(Saved entries)
________

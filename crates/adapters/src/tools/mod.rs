// SPDX-License-Identifier: BUSL-1.1
// Copyright (c) 2026 Alfred Jean LLC

//! Debug tool provisioning and the local tool cache.
//!
//! Tools are cached per version and architecture:
//!
//! ```text
//! <root>/<tool>-<version>/<artifact>-<arch>
//! ```
//!
//! A cached path is returned as-is. Otherwise the tool is produced in a
//! staging directory next to the cache entry (override commands, or the
//! tool's default [`Recipe`]) and renamed into place, so readers never see a
//! partially written binary. Population is serialized per (tool, arch).

mod delve;
mod gdbserver;

use std::path::{Path, PathBuf};
use std::time::Duration;

use mirage_core::Arch;
use thiserror::Error;

use crate::keyed_lock::KeyedLocks;
use crate::shell::{self, ShellError, ShellOptions};

pub use delve::Delve;
pub use gdbserver::GdbServer;

/// Environment variable naming the file a build recipe must produce.
pub const TOOL_DEST_ENV: &str = "MIRAGE_TOOL_DEST";
/// Environment variable carrying the target architecture (`amd64`, `arm64`).
pub const TARGET_ARCH_ENV: &str = "MIRAGE_TARGET_ARCH";

const DEFAULT_BUILD_TIMEOUT: Duration = Duration::from_secs(300);

/// Errors from provisioning a debug tool
#[derive(Debug, Error)]
pub enum ToolError {
    #[error("{tool} is not available for {arch}")]
    UnsupportedArch { tool: &'static str, arch: Arch },
    #[error("building {tool} failed: {source}")]
    Build {
        tool: &'static str,
        #[source]
        source: ShellError,
    },
    #[error("downloading {url} failed: {source}")]
    Download {
        url: String,
        #[source]
        source: reqwest::Error,
    },
    #[error("recipe for {tool} did not produce {}", .path.display())]
    MissingArtifact { tool: &'static str, path: PathBuf },
    #[error("IO error: {0}")]
    Io(#[from] std::io::Error),
}

/// How a tool is obtained when no override commands are configured.
#[derive(Debug, Clone, PartialEq, Eq)]
pub enum Recipe {
    /// Shell commands that write the binary to `$MIRAGE_TOOL_DEST`.
    Build(Vec<String>),
    /// A prebuilt binary.
    Download(String),
}

/// A debugger that can be installed into a container.
pub trait DebugTool: Send + Sync {
    fn name(&self) -> &'static str;
    fn version(&self) -> &'static str;
    /// Binary file name inside the container.
    fn artifact(&self) -> &'static str;
    fn recipe(&self, arch: Arch) -> Result<Recipe, ToolError>;
}

/// Produces debug tools into a shared local cache.
#[derive(Clone)]
pub struct ToolProvisioner {
    root: PathBuf,
    locks: KeyedLocks<(&'static str, Arch)>,
    http: reqwest::Client,
    build_timeout: Duration,
}

impl ToolProvisioner {
    pub fn new(root: impl Into<PathBuf>) -> Self {
        Self {
            root: root.into(),
            locks: KeyedLocks::new(),
            http: reqwest::Client::new(),
            build_timeout: DEFAULT_BUILD_TIMEOUT,
        }
    }

    pub fn with_build_timeout(mut self, timeout: Duration) -> Self {
        self.build_timeout = timeout;
        self
    }

    pub fn root(&self) -> &Path {
        &self.root
    }

    /// Cache location of `tool` for `arch`.
    pub fn cache_path(&self, tool: &dyn DebugTool, arch: Arch) -> PathBuf {
        self.root
            .join(format!("{}-{}", tool.name(), tool.version()))
            .join(format!("{}-{}", tool.artifact(), arch))
    }

    /// Return the cached tool, provisioning it first if needed.
    ///
    /// Non-empty `overrides` replace the tool's default recipe and are run
    /// verbatim; they must write `$MIRAGE_TOOL_DEST`.
    pub async fn ensure_local_tool(
        &self,
        tool: &dyn DebugTool,
        arch: Arch,
        overrides: &[String],
    ) -> Result<PathBuf, ToolError> {
        let dest = self.cache_path(tool, arch);
        if dest.exists() {
            return Ok(dest);
        }
        let recipe = if overrides.is_empty() {
            tool.recipe(arch)?
        } else {
            Recipe::Build(overrides.to_vec())
        };

        let _guard = self.locks.lock((tool.name(), arch)).await;
        if dest.exists() {
            return Ok(dest);
        }

        let parent = dest.parent().unwrap_or(&self.root);
        std::fs::create_dir_all(parent)?;
        let staging = tempfile::Builder::new().prefix(".staging-").tempdir_in(parent)?;
        let produced = staging.path().join(tool.artifact());

        tracing::info!(tool = tool.name(), version = tool.version(), %arch, "provisioning debug tool");
        match &recipe {
            Recipe::Build(commands) => {
                let options = ShellOptions::new()
                    .cwd(staging.path())
                    .env(TOOL_DEST_ENV, produced.to_string_lossy())
                    .env(TARGET_ARCH_ENV, arch.as_str())
                    .timeout(self.build_timeout);
                shell::execute_commands(commands, &options)
                    .await
                    .map_err(|source| ToolError::Build { tool: tool.name(), source })?;
            }
            Recipe::Download(url) => self.download(url, &produced).await?,
        }

        if !produced.is_file() {
            return Err(ToolError::MissingArtifact { tool: tool.name(), path: produced });
        }
        make_executable(&produced)?;
        std::fs::rename(&produced, &dest)?;
        tracing::info!(tool = tool.name(), %arch, path = %dest.display(), "debug tool cached");
        Ok(dest)
    }

    async fn download(&self, url: &str, dest: &Path) -> Result<(), ToolError> {
        let wrap = |source| ToolError::Download { url: url.to_string(), source };
        let response = self.http.get(url).send().await.map_err(wrap)?;
        let bytes = response.error_for_status().map_err(wrap)?.bytes().await.map_err(wrap)?;
        tokio::fs::write(dest, &bytes).await?;
        Ok(())
    }
}

#[cfg(unix)]
fn make_executable(path: &Path) -> std::io::Result<()> {
    use std::os::unix::fs::PermissionsExt;
    std::fs::set_permissions(path, std::fs::Permissions::from_mode(0o755))
}

#[cfg(not(unix))]
fn make_executable(_path: &Path) -> std::io::Result<()> {
    Ok(())
}

#[cfg(test)]
#[path = "tools_tests.rs"]
mod tests;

________

• **WHAT TO DO**
Your reply should contain every record, unchanged and complete.

• **TASK RESPONSE**
filename crates/adapters/src/tools/mod.rs
// SPDX-License-Identifier: BUSL-1.1
// Copyright (c) 2026 Alfred Jean LLC

//! Debug tool provisioning and the local tool cache.
//!
//! Tools are cached per version and architecture:
//!
//! ```text
//! <root>/<tool>-<version>/<artifact>-<arch>
//! ```
//!
//! A cached path is returned as-is. Otherwise the tool is produced in a
//! staging directory next to the cache entry (override commands, or the
//! tool's default [`Recipe`]) and renamed into place, so readers never see a
//! partially written binary. Population is serialized per (tool, arch).

mod delve;
mod gdbserver;

use std::path::{Path, PathBuf};
use std::time::Duration;

use mirage_core::Arch;
use thiserror::Error;

use crate::keyed_lock::KeyedLocks;
use crate::shell::{self, ShellError, ShellOptions};

pub use delve::Delve;
pub use gdbserver::GdbServer;

/// Environment variable naming the file a build recipe must produce.
pub const TOOL_DEST_ENV: &str = "MIRAGE_TOOL_DEST";
/// Environment variable carrying the target architecture (`amd64`, `arm64`).
pub const TARGET_ARCH_ENV: &str = "MIRAGE_TARGET_ARCH";

const DEFAULT_BUILD_TIMEOUT: Duration = Duration::from_secs(300);

/// Errors from provisioning a debug tool
#[derive(Debug, Error)]
pub enum ToolError {
    #[error("{tool} is not available for {arch}")]
    UnsupportedArch { tool: &'static str, arch: Arch },
    #[error("building {tool} failed: {source}")]
    Build {
        tool: &'static str,
        #[source]
        source: ShellError,
    },
    #[error("downloading {url} failed: {source}")]
    Download {
        url: String,
        #[source]
        source: reqwest::Error,
    },
    #[error("recipe for {tool} did not produce {}", .path.display())]
    MissingArtifact { tool: &'static str, path: PathBuf },
    #[error("IO error: {0}")]
    Io(#[from] std::io::Error),
}

/// How a tool is obtained when no override commands are configured.
#[derive(Debug, Clone, PartialEq, Eq)]
pub enum Recipe {
    /// Shell commands that write the binary to `$MIRAGE_TOOL_DEST`.
    Build(Vec<String>),
    /// A prebuilt binary.
    Download(String),
}

/// A debugger that can be installed into a container.
pub trait DebugTool: Send + Sync {
    fn name(&self) -> &'static str;
    fn version(&self) -> &'static str;
    /// Binary file name inside the container.
    fn artifact(&self) -> &'static str;
    fn recipe(&self, arch: Arch) -> Result<Recipe, ToolError>;
}

/// Produces debug tools into a shared local cache.
#[derive(Clone)]
pub struct ToolProvisioner {
    root: PathBuf,
    locks: KeyedLocks<(&'static str, Arch)>,
    http: reqwest::Client,
    build_timeout: Duration,
}

impl ToolProvisioner {
    pub fn new(root: impl Into<PathBuf>) -> Self {
        Self {
            root: root.into(),
            locks: KeyedLocks::new(),
            http: reqwest::Client::new(),
            build_timeout: DEFAULT_BUILD_TIMEOUT,
        }
    }

    pub fn with_build_timeout(mut self, timeout: Duration) -> Self {
        self.build_timeout = timeout;
        self
    }

    pub fn root(&self) -> &Path {
        &self.root
    }

    /// Cache location of `tool` for `arch`.
    pub fn cache_path(&self, tool: &dyn DebugTool, arch: Arch) -> PathBuf {
        self.root
            .join(format!("{}-{}", tool.name(), tool.version()))
            .join(format!("{}-{}", tool.artifact(), arch))
    }

    /// Return the cached tool, provisioning it first if needed.
    ///
    /// Non-empty `overrides` replace the tool's default recipe and are run
    /// verbatim; they must write `$MIRAGE_TOOL_DEST`.
    pub async fn ensure_local_tool(
        &self,
        tool: &dyn DebugTool,
        arch: Arch,
        overrides: &[String],
    ) -> Result<PathBuf, ToolError> {
        let dest = self.cache_path(tool, arch);
        if dest.exists() {
            return Ok(dest);
        }
        let recipe = if overrides.is_empty() {
            tool.recipe(arch)?
        } else {
            Recipe::Build(overrides.to_vec())
        };

        let _guard = self.locks.lock((tool.name(), arch)).await;
        if dest.exists() {
            return Ok(dest);
        }

        let parent = dest.parent().unwrap_or(&self.root);
        std::fs::create_dir_all(parent)?;
        let staging = tempfile::Builder::new().prefix(".staging-").tempdir_in(parent)?;
        let produced = staging.path().join(tool.artifact());

        tracing::info!(tool = tool.name(), version = tool.version(), %arch, "provisioning debug tool");
        match &recipe {
            Recipe::Build(commands) => {
                let options = ShellOptions::new()
                    .cwd(staging.path())
                    .env(TOOL_DEST_ENV, produced.to_string_lossy())
                    .env(TARGET_ARCH_ENV, arch.as_str())
                    .timeout(self.build_timeout);
                shell::execute_commands(commands, &options)
                    .await
                    .map_err(|source| ToolError::Build { tool: tool.name(), source })?;
            }
            Recipe::Download(url) => self.download(url, &produced).await?,
        }

        if !produced.is_file() {
            return Err(ToolError::MissingArtifact { tool: tool.name(), path: produced });
        }
        make_executable(&produced)?;
        std::fs::rename(&produced, &dest)?;
        tracing::info!(tool = tool.name(), %arch, path = %dest.display(), "debug tool cached");
        Ok(dest)
    }

    async fn download(&self, url: &str, dest: &Path) -> Result<(), ToolError> {
        let wrap = |source| ToolError::Download { url: url.to_string(), source };
        let response = self.http.get(url).send().await.map_err(wrap)?;
        let bytes = response.error_for_status().map_err(wrap)?.bytes().await.map_err(wrap)?;
        tokio::fs::write(dest, &bytes).await?;
        Ok(())
    }
}

#[cfg(unix)]
fn make_executable(path: &Path) -> std::io::Result<()> {
    use std::os::unix::fs::PermissionsExt;
    std::fs::set_permissions(path, std::fs::Permissions::from_mode(0o755))
}

#[cfg(not(unix))]
fn make_executable(_path: &Path) -> std::io::Result<()> {
    Ok(())
}

#[cfg(test)]
#[path = "tools_tests.rs"]
mod tests;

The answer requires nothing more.